[Collected data entries]
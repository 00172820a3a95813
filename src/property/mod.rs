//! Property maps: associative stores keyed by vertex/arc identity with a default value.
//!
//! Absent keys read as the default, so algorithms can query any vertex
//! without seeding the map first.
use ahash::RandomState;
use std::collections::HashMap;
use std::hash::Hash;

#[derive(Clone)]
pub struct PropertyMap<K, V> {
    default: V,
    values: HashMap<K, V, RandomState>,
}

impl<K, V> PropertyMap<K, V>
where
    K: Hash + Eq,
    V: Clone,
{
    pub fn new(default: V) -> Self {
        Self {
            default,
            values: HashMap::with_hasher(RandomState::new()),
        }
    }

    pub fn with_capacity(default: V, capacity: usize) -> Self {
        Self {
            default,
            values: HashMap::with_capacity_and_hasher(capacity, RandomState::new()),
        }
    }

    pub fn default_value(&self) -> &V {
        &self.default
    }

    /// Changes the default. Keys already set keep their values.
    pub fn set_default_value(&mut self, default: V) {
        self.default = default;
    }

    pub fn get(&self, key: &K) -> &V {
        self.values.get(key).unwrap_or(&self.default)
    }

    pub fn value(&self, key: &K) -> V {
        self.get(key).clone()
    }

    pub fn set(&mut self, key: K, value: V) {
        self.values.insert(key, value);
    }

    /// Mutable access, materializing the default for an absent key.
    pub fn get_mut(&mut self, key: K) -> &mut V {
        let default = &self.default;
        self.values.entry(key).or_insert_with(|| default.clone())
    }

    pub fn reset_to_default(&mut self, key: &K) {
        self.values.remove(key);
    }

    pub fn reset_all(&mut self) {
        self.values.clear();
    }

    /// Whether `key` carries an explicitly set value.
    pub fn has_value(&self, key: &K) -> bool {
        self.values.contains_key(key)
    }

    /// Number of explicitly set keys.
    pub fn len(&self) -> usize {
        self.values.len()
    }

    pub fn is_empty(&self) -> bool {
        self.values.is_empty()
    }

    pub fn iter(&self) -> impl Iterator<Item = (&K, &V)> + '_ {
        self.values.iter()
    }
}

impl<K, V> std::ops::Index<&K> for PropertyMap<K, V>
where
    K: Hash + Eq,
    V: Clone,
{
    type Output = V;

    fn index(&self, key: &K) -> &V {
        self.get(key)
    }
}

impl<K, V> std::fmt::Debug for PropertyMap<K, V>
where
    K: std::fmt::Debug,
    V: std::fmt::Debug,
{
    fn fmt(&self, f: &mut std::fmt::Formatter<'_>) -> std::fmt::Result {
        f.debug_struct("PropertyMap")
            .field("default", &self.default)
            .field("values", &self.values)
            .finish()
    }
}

*About this exercise*
Find the lines above with the word "PropertyMap". Copy them out.

*Problem solution*
pub struct PropertyMap<K, V> {
impl<K, V> PropertyMap<K, V>
impl<K, V> std::ops::Index<&K> for PropertyMap<K, V>
impl<K, V> std::fmt::Debug for PropertyMap<K, V>
        f.debug_struct("PropertyMap")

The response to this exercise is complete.